Il resto delle corsie non ha mostrato alcun prodotto di amplificazione specifico, in accordo con l'assenza di segnale fluorescente per questi pozzi osservata nelle prove sul campo. A seguito dell'amplificazione PCR, è stata eseguita un'analisi della curva di fusione utilizzando lo stesso software utilizzato per monitorare il segnale fluorescente. Con l'aumento della temperatura, gli ampliconi a doppio filamento iniziano a dissociarsi, con conseguente diminuzione dell'intensità della fluorescenza.

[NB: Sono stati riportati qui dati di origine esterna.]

// SPDX-License-Identifier: MPL-2.0
//! Icon widget: an embedded SVG resource scaled to fit its canvas.
//!
//! The host module owning the resources is resolved once, when the icon is
//! created, and never changes afterwards. Each paint reopens the resource,
//! parses it and draws it; nothing is cached between paints.

use crate::error::{Error, Result};
use crate::module::{Module, ModuleRegistry};
use crate::render::{Canvas, FitTransform, Invalidate, Surface, SvgDocument};
use crate::resource;
use std::fmt;

/// Where the icon is within a paint pass.
#[derive(Debug, Clone, Copy, PartialEq, Eq, Default)]
pub enum PaintState {
    #[default]
    Idle,
    Loading,
    Rendered,
}

/// Result of a successful paint.
#[derive(Debug, Clone, Copy, PartialEq)]
pub enum PaintOutcome {
    /// No resource identifier is set; the canvas was only cleared.
    Cleared,
    /// The document has no drawable area at this canvas size.
    Skipped,
    /// The document was drawn with the given placement.
    Drawn(FitTransform),
}

/// An icon rendering one embedded SVG resource.
pub struct Icon<S = Canvas> {
    resource_id: Option<String>,
    host: Option<Module>,
    entry: Module,
    surface: S,
    state: PaintState,
    dirty: bool,
    observer: Option<Box<dyn Invalidate>>,
}

impl Icon<Canvas> {
    /// Creates an icon with an empty canvas, resolving the host module from
    /// `chain` (innermost declaration first).
    pub fn new(registry: &ModuleRegistry, chain: &[Module]) -> Self {
        Self::with_surface(registry, chain, Canvas::default())
    }

    /// Resizes the owned canvas, requesting a repaint when the size changed.
    pub fn resize(&mut self, width: u32, height: u32) {
        if self.surface.resize(width, height) {
            self.invalidate();
        }
    }
}

impl<S: Surface> Icon<S> {
    pub fn with_surface(registry: &ModuleRegistry, chain: &[Module], surface: S) -> Self {
        let host = registry.resolve_host(chain);
        Self::with_host(registry, host, surface)
    }

    /// Creates an icon whose host module is given explicitly.
    pub fn with_host(registry: &ModuleRegistry, host: Option<Module>, surface: S) -> Self {
        Self {
            resource_id: None,
            host,
            entry: registry.entry().clone(),
            surface,
            state: PaintState::Idle,
            dirty: true,
            observer: None,
        }
    }

    /// Registers the observer told about every repaint request.
    pub fn on_invalidate(&mut self, observer: impl Invalidate + 'static) {
        self.observer = Some(Box::new(observer));
    }

    pub fn resource_id(&self) -> Option<&str> {
        self.resource_id.as_deref()
    }

    /// Sets the resource path, e.g. `icons/star.svg`, and requests a repaint
    /// if it differs from the current one.
    pub fn set_resource_id(&mut self, resource_id: impl Into<String>) {
        self.replace_resource_id(Some(resource_id.into()));
    }

    pub fn clear_resource_id(&mut self) {
        self.replace_resource_id(None);
    }

    fn replace_resource_id(&mut self, resource_id: Option<String>) {
        if self.resource_id == resource_id {
            return;
        }
        self.resource_id = resource_id;
        self.invalidate();
    }

    /// Marks the icon as needing a repaint and notifies the observer.
    pub fn invalidate(&mut self) {
        self.dirty = true;
        if let Some(observer) = self.observer.as_mut() {
            observer.invalidate();
        }
    }

    pub fn is_dirty(&self) -> bool {
        self.dirty
    }

    pub fn state(&self) -> PaintState {
        self.state
    }

    /// Host module resolved at creation, if any.
    pub fn host_module(&self) -> Option<&Module> {
        self.host.as_ref()
    }

    /// Module resources are read from: the host, or the entry module.
    pub fn effective_module(&self) -> &Module {
        self.host.as_ref().unwrap_or(&self.entry)
    }

    /// Fully qualified name the current resource id resolves to.
    pub fn qualified_resource_name(&self) -> Option<String> {
        let path = self.resource_id.as_deref().filter(|id| !id.is_empty())?;
        Some(resource::qualified_name(
            self.effective_module().full_name(),
            path,
        ))
    }

    pub fn surface(&self) -> &S {
        &self.surface
    }

    pub fn surface_mut(&mut self) -> &mut S {
        &mut self.surface
    }

    /// Repaints the surface.
    ///
    /// # Errors
    ///
    /// - [`Error::ResourceNotFound`] when the effective module has no
    ///   resource under the computed name
    /// - [`Error::Svg`] when the resource is not a valid SVG document
    pub fn paint(&mut self) -> Result<PaintOutcome> {
        self.dirty = false;
        self.surface.clear();

        let Some(name) = self.qualified_resource_name() else {
            return Ok(PaintOutcome::Cleared);
        };

        self.state = PaintState::Loading;
        let result = self.render(&name);
        self.state = PaintState::Idle;

        if let Err(err) = &result {
            log::warn!("Failed to paint icon: {}", err);
        }
        result
    }

    /// Paints only when a repaint was requested since the last paint.
    pub fn paint_if_dirty(&mut self) -> Result<Option<PaintOutcome>> {
        if !self.dirty {
            return Ok(None);
        }
        self.paint().map(Some)
    }

    fn render(&mut self, name: &str) -> Result<PaintOutcome> {
        let module = self.host.as_ref().unwrap_or(&self.entry);
        let document = {
            let stream = module.open(name).ok_or_else(|| {
                log::debug!(
                    "Resources of '{}': {:?}",
                    module.full_name(),
                    module.resources().names()
                );
                Error::ResourceNotFound {
                    name: name.to_string(),
                    module: module.full_name().to_string(),
                }
            })?;
            SvgDocument::from_reader(stream)?
        };

        let (width, height) = self.surface.size();
        let Some(fit) = FitTransform::compute(width, height, document.view_box()) else {
            log::debug!("Nothing to draw for '{}' at {}x{}", name, width, height);
            return Ok(PaintOutcome::Skipped);
        };

        self.surface.draw(&document, fit.to_transform());
        self.state = PaintState::Rendered;
        log::debug!(
            "Painted '{}' at {}x{} (scale {})",
            name,
            width,
            height,
            fit.scale
        );
        Ok(PaintOutcome::Drawn(fit))
    }
}

impl<S> fmt::Debug for Icon<S> {
    fn fmt(&self, f: &mut fmt::Formatter<'_>) -> fmt::Result {
        f.debug_struct("Icon")
            .field("resource_id", &self.resource_id)
            .field("host", &self.host)
            .field("entry", &self.entry)
            .field("state", &self.state)
            .field("dirty", &self.dirty)
            .finish_non_exhaustive()
    }
}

I cambiamenti di intensità della fluorescenza furono ulteriormente convertiti in curve di picco di fusione per un'ulteriore differenziazione della camomilla tedesca dalla camomilla romana per i loro caratteristici picchi di fusione. In questa figura, il picco di fusione del controllo positivo della camomilla tedesca è di 85,6 gradi Celsius ed è distinto dal picco di fusione del controllo positivo della camomilla romana. Gli ampli PCR provenienti da campioni di campo producono picchi di fusione vicini al controllo positivo della camomilla tedesca.
L'identità del campione di campo è determinata in base all'amplificazione specifica e alla temperatura di fusione caratteristica che corrisponde ai controlli. In questo esempio, sia il fiore che la foglia raccolti nel campo sono identificati come Matricaria chamomilla, camomilla tedesca. I risultati dei test di camomilla romana per questi due campioni sono negativi.
Il protocollo dimostra l'identificazione della camomilla tedesca sul campo utilizzando un sistema qPCR portatile. Metodi simili possiamo sviluppare per espandere il portafoglio di botaniche che possono essere testate. Speriamo che questo video fornisca preziosi materiali di formazione per scienziati, anche non esperti per eseguire l'identificazione botanica sul campo o in un ambiente con attrezzature di laboratorio limitate.
I test di identificazione sul campo basati sul DNA non solo producono risultati altamente accurati che corrispondono all'analisi di laboratorio, ma riducono anche i tempi e i costi associati ai metodi tradizionali eseguiti in laboratorio.